Una premessa: al punto in cui siamo arrivati, felicemente sintetizzato da una battuta sentita l’altra sera in un bar di Roma, “se vanno avanti così, il prossimo Consiglio comunale lo fanno a Regina Coeli”, l’onestà o meno di Marino non è più il perno su cui far reggere l’amministrazione capitolina. La domanda, semmai, è se quella maggioranza e quell’assemblea, nel complesso e al di là dei singoli, è la miglior garanzia per l’immagine e il governo della città.
Ciò detto, un ministro della Repubblica non è un avventore qualunque in un esercizio pubblico, tanto meno un commentatore qualsiasi che scrive sul suo blog; le sue parole hanno un peso e una valenza del tutto diversa e differente. Quindi, quando Maria Elena Boschi, con soave perfidia e portandosi dietro tutti il suo peso nel partito e nel governo, dice a Skytg24 che “Marino è una persona onesta e sta facendo suo lavoro. L’onestà è indispensabile per chi fa politica ma da sola non basta”, allora vuol dire che quel governo e quel partito stanno prendendo le distanze dal sindaco di Roma. Ed essendo anche il partito di Marino e l’asse portante della sua maggioranza, il problema è serio, e la conseguenza chiara.
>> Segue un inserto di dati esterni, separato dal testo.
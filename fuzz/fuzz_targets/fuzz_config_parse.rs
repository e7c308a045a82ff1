//! Fuzz target: `MonitorConfig` deserialisation
//!
//! Feeds arbitrary bytes to the JSON config parser and verifies that any
//! document it accepts also passes validation once re-encoded, i.e. the
//! threshold invariants cannot be bypassed through the file format.
//!
//! cargo fuzz run fuzz_config_parse

#![no_main]

use libfuzzer_sys::fuzz_target;
use lumen::config::MonitorConfig;

fuzz_target!(|data: &[u8]| {
    let Ok(cfg) = serde_json::from_slice::<MonitorConfig>(data) else {
        return;
    };

    let t = &cfg.thresholds;
    assert!(t.dark_threshold() < t.bright_threshold());
    assert!(
        t.bands().windows(2).all(|w| w[0].threshold < w[1].threshold),
        "bands accepted out of order"
    );

    let json = serde_json::to_string(&cfg).unwrap();
    let again: MonitorConfig = serde_json::from_str(&json).unwrap();
    assert_eq!(again, cfg);
});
Soprattutto se assessori renzianissimi si dimettono e lo stesso Renzi, raccontano i retroscenisti autorizzati, pensa che così non si possa andare avanti.
Certo, il presidente del Pd e commissario romano Matteo Orfini s’era precipitato nei giorni scorsi a dire che il partito non scaricava affatto Marino ma, come dire, Orfini è pur sempre quello che s’erse a censore morale e duro critico della scelta di nominare De Gennaro alla testa di Finmeccanica, e poi sappiamo com’è andata a finire.
Quello che però francamente stupisce è la visione ribaltata del giudizio. Se un problema c’è o può esserci al Campidoglio in questa storia, è proprio un problema di onestà. Per quello scattano le manette, e qui di questo stiamo parlando. Purtroppo, la tesi della titolare delle Riforme non è nuova. Il segretario del suo partito e capo del Governo di cui è parte, giorni fa, a proposito di eventuali ripercussioni politiche dell’inchiesta “Mafia Capitale” aveva detto che a lui “interessa se l’amministrazione pulisce le strade, ripara le buche, fa i campi sportivi in periferia, mette a posto le case popolari” (quasi che il problema non fosse dannatamente morale, prim’ancora che legale, pure nella realizzazione, quand’anche perfetta di quelle opere), perché questo e solo questo interessa ai cittadini, che votano e quindi decidono chi vince, e che chiedono, come dice ancora la Boschi, “che la città sia gestita bene”. Parole, quelle di Renzi, che spiegano al meglio la visione attuale di quelli che la politica la scelgono per professione: primum vincere, deinde philosophari.
Se ci fermassimo un attimo, però, rischieremmo di scoprire che, in fondo, i problemi spesso nascono proprio da questo approccio. Che è un po’ quanto è stato fatto sul caso De Luca in Campania, e per certi versi anche per la questione della Paita in Liguria, pure se lì poi si è perso. Perché a me sembra che il ceto politico attuale abbia fatto propria la lettura controriformista del Principe machiavelliano e delle sue attribuzioni, giustificando con un fine incarnato dalla vittoria in sé (e dalle relative conseguenze per sé), ogni scelta e qualunque decisione.
E così si attacca Rosy Bindi perché rischia di far perdere, i dissidenti perché non danno una mano a vincere, chi se ne va perché sottrae braccia e voti alla causa del trionfo. Morale, ideali, valori, princìpi, ideologie: tutte cose inutili. Quello che interessa sono le strade pulite, le buche riparate, i campi sportivi… e i treni della metro in orario.